Outsourcing: don't ditch pension rights, by John Tizard

23 Feb 11
A further threat to the Local Government Pension Scheme comes from those arguing that the 'Fair Deal for Staff Pensions' arrangement should be abolished.

Heather Wakefield (see yesterday's PF Blog) and the LGA are right to draw attention to the risks and potential financial consequences for the state and individuals if the government presses ahead with the increases to employee contributions to the Local Government Pension Scheme.

A further threat to the LGPS comes from those arguing that the 'Fair Deal for Staff Pensions' arrangement should be abolished. This was published by the Treasury in 2004. As a consequence of it currently the majority of employees who transfer under TUPE to the private sector and many, but not as many, who transfer to the third sector are able to continue their membership of the same or a comparable scheme. In the case of local government private and third sector employers can have Admitted Body Status to the LGPS. The major contractors take advantage of the arrangement.

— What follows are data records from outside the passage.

//! Section Forge generator binary.

#![cfg_attr(not(test), forbid(unsafe_code))]

use axum::http::{Request, Response};
use sentry::integrations::tracing as sentry_tracing;
use tower_http::trace::{DefaultOnResponse, OnResponse, TraceLayer};
use tracing::Span;
use tracing_subscriber::{layer::SubscriberExt, util::SubscriberInitExt};

use section_forge_generator::{AppState, GeneratorConfig, app, claude::ClaudeClient};

/// Initialize Sentry error tracking and return guard that must be kept alive.
fn init_sentry(config: &GeneratorConfig) -> Option<sentry::ClientInitGuard> {
    let dsn = config.sentry_dsn.as_ref()?;

    let guard = sentry::init((
        dsn.as_str(),
        sentry::ClientOptions {
            release: sentry::release_name!(),
            environment: config
                .sentry_environment
                .clone()
                .map(std::borrow::Cow::Owned),
            sample_rate: config.sentry_sample_rate,
            traces_sample_rate: config.sentry_traces_sample_rate,
            attach_stacktrace: true,
            send_default_pii: false,
            ..Default::default()
        },
    ));

    tracing::info!("Sentry initialized");
    Some(guard)
}

/// Filter tracing events to Sentry event types.
fn sentry_event_filter(metadata: &tracing::Metadata<'_>) -> sentry_tracing::EventFilter {
    match *metadata.level() {
        tracing::Level::ERROR | tracing::Level::WARN => sentry_tracing::EventFilter::Event,
        tracing::Level::INFO | tracing::Level::DEBUG => sentry_tracing::EventFilter::Breadcrumb,
        _ => sentry_tracing::EventFilter::Ignore,
    }
}

#[tokio::main]
async fn main() {
    let config = GeneratorConfig::from_env().expect("Failed to load configuration");

    let _sentry_guard = init_sentry(&config);

    let env_filter = tracing_subscriber::EnvFilter::try_from_default_env()
        .unwrap_or_else(|_| "section_forge_generator=info,tower_http=debug".into());

    let json_layer = config
        .json_logs
        .then(|| tracing_subscriber::fmt::layer().json().flatten_event(true));
    let text_layer = (!config.json_logs).then(tracing_subscriber::fmt::layer);

    tracing_subscriber::registry()
        .with(env_filter)
        .with(json_layer)
        .with(text_layer)
        .with(sentry_tracing::layer().event_filter(sentry_event_filter))
        .init();

    let claude = ClaudeClient::new(&config.claude).expect("Failed to build Claude client");
    tracing::info!(model = %claude.model(), "Claude client ready");

    let app = app(AppState::new(claude))
        .layer(
            TraceLayer::new_for_http()
                .make_span_with(|request: &Request<_>| {
                    tracing::info_span!(
                        "http_request",
                        method = %request.method(),
                        uri = %request.uri().path(),
                        status = tracing::field::Empty,
                        latency_ms = tracing::field::Empty,
                    )
                })
                .on_response(
                    |response: &Response<_>, latency: std::time::Duration, span: &Span| {
                        span.record("status", response.status().as_u16());
                        #[allow(clippy::cast_possible_truncation)]
                        span.record("latency_ms", latency.as_millis() as u64);
                        DefaultOnResponse::default().on_response(response, latency, span);
                    },
                ),
        )
        .layer(sentry_tower::NewSentryLayer::new_from_top())
        .layer(sentry_tower::SentryHttpLayer::new().enable_transaction());

    let addr = config.socket_addr();
    tracing::info!("section-forge-generator listening on http://{}", addr);

    let listener = tokio::net::TcpListener::bind(addr)
        .await
        .expect("Failed to bind to address");

    axum::serve(listener, app)
        .with_graceful_shutdown(shutdown_signal())
        .await
        .expect("Server error");
}

/// Wait for shutdown signal (Ctrl+C or SIGTERM).
async fn shutdown_signal() {
    let ctrl_c = async {
        tokio::signal::ctrl_c()
            .await
            .expect("Failed to install Ctrl+C handler");
    };

    #[cfg(unix)]
    let terminate = async {
        tokio::signal::unix::signal(tokio::signal::unix::SignalKind::terminate())
            .expect("Failed to install signal handler")
            .recv()
            .await;
    };

    #[cfg(not(unix))]
    let terminate = std::future::pending::<()>();

    tokio::select! {
        () = ctrl_c => {},
        () = terminate => {},
    }

    tracing::info!("Shutdown signal received, starting graceful shutdown");
}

This provides employees with some comfort and continuation of contributions. It removes anxiety. It avoids tenders being won on the basis of who can offer the cheapest price at the expense of staff pensions. And above all it maintains employee and employer contributions to the pension fund itself.

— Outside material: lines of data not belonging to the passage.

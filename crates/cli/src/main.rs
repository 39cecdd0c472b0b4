//! Section Forge CLI - Database migrations and maintenance.
//!
//! # Usage
//!
//! ```bash
//! # Apply server migrations
//! sf-cli migrate
//!
//! # Delete expired handoff records
//! sf-cli purge-expired
//! ```
//!
//! # Commands
//!
//! - `migrate` - Run database migrations
//! - `purge-expired` - Delete `temp_sections` rows past `expires_at`

#![cfg_attr(not(test), forbid(unsafe_code))]

use clap::{Parser, Subcommand};

mod commands;

#[derive(Parser)]
#[command(name = "sf-cli")]
#[command(author, version, about = "Section Forge CLI tools")]
struct Cli {
    #[command(subcommand)]
    command: Commands,
}

#[derive(Subcommand)]
enum Commands {
    /// Run database migrations
    Migrate,
    /// Delete handoff records whose expiry has passed
    PurgeExpired,
}

#[tokio::main]
async fn main() {
    tracing_subscriber::fmt::init();

    let cli = Cli::parse();

    if let Err(e) = run(cli).await {
        tracing::error!("Command failed: {e}");
        std::process::exit(1);
    }
}

async fn run(cli: Cli) -> Result<(), commands::CommandError> {
    match cli.command {
        Commands::Migrate => commands::migrate::run().await,
        Commands::PurgeExpired => commands::purge::run().await.map(|_| ()),
    }
}
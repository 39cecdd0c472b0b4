//! HTTP route handlers.
//!
//! # Route Structure
//!
//! ```text
//! GET  /health            - Liveness check
//! GET  /health/ready      - Readiness check (database reachable)
//!
//! # Rendering
//! POST /api/generate      - Render HTML, Liquid and schema from product data
//!
//! # Handoff
//! POST /api/store_data    - Store a generated section, return its data key
//! GET  /api/get_data      - Collect a stored section once
//!
//! # OAuth
//! GET  /api/install       - Redirect to the shop's OAuth screen
//! GET  /api/callback      - Exchange the code, store the token, redirect onward
//!
//! # Publishing
//! POST /api/publish       - Upload a section into the shop's main theme
//! ```
//!
//! Every response carries permissive CORS headers and any `OPTIONS` request
//! is answered with `200`.

mod generate;
mod handoff;
mod health;
mod oauth;
mod publish;

use axum::{
    Router,
    http::{HeaderValue, StatusCode, header::LOCATION},
    middleware,
    response::{IntoResponse, Response},
    routing::{get, post},
};

use crate::middleware::cors_middleware;
use crate::state::AppState;

/// Routes under `/api`.
fn api_routes() -> Router<AppState> {
    Router::new()
        .route("/generate", post(generate::generate))
        .route("/store_data", post(handoff::store_data))
        .route("/get_data", get(handoff::get_data))
        .route("/install", get(oauth::install))
        .route("/callback", get(oauth::callback))
        .route("/publish", post(publish::publish))
}

/// All routes, without state.
pub fn routes() -> Router<AppState> {
    Router::new()
        .route("/health", get(health::health))
        .route("/health/ready", get(health::readiness))
        .nest("/api", api_routes())
}

/// The application router with CORS applied and state attached.
///
/// Tracing and Sentry layers are added by the binary.
pub fn app(state: AppState) -> Router {
    routes()
        .layer(middleware::from_fn(cors_middleware))
        .with_state(state)
}

/// `302 Found` redirect.
///
/// `axum::response::Redirect` only offers 303, 307 and 308.
fn found(location: &str) -> Response {
    match HeaderValue::from_str(location) {
        Ok(value) => (StatusCode::FOUND, [(LOCATION, value)]).into_response(),
        Err(_) => {
            tracing::error!(location, "Redirect target is not a valid header value");
            (StatusCode::INTERNAL_SERVER_ERROR, "Internal server error").into_response()
        }
    }
}
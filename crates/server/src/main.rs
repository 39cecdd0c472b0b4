//! Section Forge server binary.
//!
//! Serves the rendering, handoff, OAuth and publishing endpoints.
//!
//! # Startup
//!
//! Only `DATABASE_URL` is required to start. The database is connected on
//! first use, and Shopify credentials are checked by the handlers that need
//! them. Migrations are applied separately with `sf-cli migrate`.

#![cfg_attr(not(test), forbid(unsafe_code))]

use axum::http::{Request, Response};
use sentry::integrations::tracing as sentry_tracing;
use tower_http::trace::{DefaultOnResponse, OnResponse, TraceLayer};
use tracing::Span;
use tracing_subscriber::{layer::SubscriberExt, util::SubscriberInitExt};

use section_forge_server::{AppState, ServerConfig, app, services::spawn_expiry_sweeper};

/// Initialize Sentry error tracking and return guard that must be kept alive.
fn init_sentry(config: &ServerConfig) -> Option<sentry::ClientInitGuard> {
    let dsn = config.sentry_dsn.as_ref()?;

    let guard = sentry::init((
        dsn.as_str(),
        sentry::ClientOptions {
            release: sentry::release_name!(),
            environment: config
                .sentry_environment
                .clone()
                .map(std::borrow::Cow::Owned),
            sample_rate: config.sentry_sample_rate,
            traces_sample_rate: config.sentry_traces_sample_rate,
            attach_stacktrace: true,
            // Requests carry shop domains and access tokens.
            send_default_pii: false,
            ..Default::default()
        },
    ));

    tracing::info!("Sentry initialized");
    Some(guard)
}

/// Filter tracing events to Sentry event types.
fn sentry_event_filter(metadata: &tracing::Metadata<'_>) -> sentry_tracing::EventFilter {
    match *metadata.level() {
        tracing::Level::ERROR | tracing::Level::WARN => sentry_tracing::EventFilter::Event,
        tracing::Level::INFO | tracing::Level::DEBUG => sentry_tracing::EventFilter::Breadcrumb,
        _ => sentry_tracing::EventFilter::Ignore,
    }
}

#[tokio::main]
async fn main() {
    // Load configuration from environment (needed for Sentry init)
    let config = ServerConfig::from_env().expect("Failed to load configuration");

    // Initialize Sentry (must be done before tracing subscriber)
    let _sentry_guard = init_sentry(&config);

    let env_filter = tracing_subscriber::EnvFilter::try_from_default_env()
        .unwrap_or_else(|_| "section_forge_server=info,tower_http=debug".into());

    let json_layer = config
        .json_logs
        .then(|| tracing_subscriber::fmt::layer().json().flatten_event(true));
    let text_layer = (!config.json_logs).then(tracing_subscriber::fmt::layer);

    tracing_subscriber::registry()
        .with(env_filter)
        .with(json_layer)
        .with(text_layer)
        .with(sentry_tracing::layer().event_filter(sentry_event_filter))
        .init();

    let addr = config.socket_addr();
    let sweep_interval = config.sweep_interval;
    let state = AppState::new(config);

    let sweeper = spawn_expiry_sweeper(state.db().clone(), sweep_interval);

    let app = app(state)
        .layer(
            TraceLayer::new_for_http()
                .make_span_with(|request: &Request<_>| {
                    tracing::info_span!(
                        "http_request",
                        method = %request.method(),
                        uri = %request.uri().path(),
                        status = tracing::field::Empty,
                        latency_ms = tracing::field::Empty,
                    )
                })
                .on_response(
                    |response: &Response<_>, latency: std::time::Duration, span: &Span| {
                        span.record("status", response.status().as_u16());
                        #[allow(clippy::cast_possible_truncation)]
                        span.record("latency_ms", latency.as_millis() as u64);
                        DefaultOnResponse::default().on_response(response, latency, span);
                    },
                ),
        )
        // Sentry layers (outermost for full request coverage)
        .layer(sentry_tower::NewSentryLayer::new_from_top())
        .layer(sentry_tower::SentryHttpLayer::new().enable_transaction());

    tracing::info!("section-forge-server listening on http://{}", addr);

    let listener = tokio::net::TcpListener::bind(addr)
        .await
        .expect("Failed to bind to address");

    axum::serve(listener, app)
        .with_graceful_shutdown(shutdown_signal())
        .await
        .expect("Server error");

    sweeper.abort();
}

/// Wait for shutdown signal (Ctrl+C or SIGTERM).
async fn shutdown_signal() {
    let ctrl_c = async {
        tokio::signal::ctrl_c()
            .await
            .expect("Failed to install Ctrl+C handler");
    };

    #[cfg(unix)]
    let terminate = async {
        tokio::signal::unix::signal(tokio::signal::unix::SignalKind::terminate())
            .expect("Failed to install signal handler")
            .recv()
            .await;
    };

    #[cfg(not(unix))]
    let terminate = std::future::pending::<()>();

    tokio::select! {
        () = ctrl_c => {},
        () = terminate => {},
    }

    tracing::info!("Shutdown signal received, starting graceful shutdown");
}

The government has signalled its desire for more services to be outsourced to the private and third sectors.  If this happens the pension scheme will be weakened if at the same time the government takes action which would result in lower levels of finance for the fund.

The major private sector public service contractors welcomed the introduction of the Admitted Body Status arrangement and took advantage of it. Naturally they would expect public sector clients to reflect the costs and risks associated with Admitted Body Status in the contract payments.  For SMEs and community, voluntary and third sector providers there is a case for a collective approach to underpinning the liabilities associated with Admitted Body Status.

There are strong arguments for reform to public sector pensions and we await the publication of John Hutton’s final report. But let’s not confuse the wider reform with the 'Fair Deal for Staff Pensions' or the Admitted Body Status in the LGPS.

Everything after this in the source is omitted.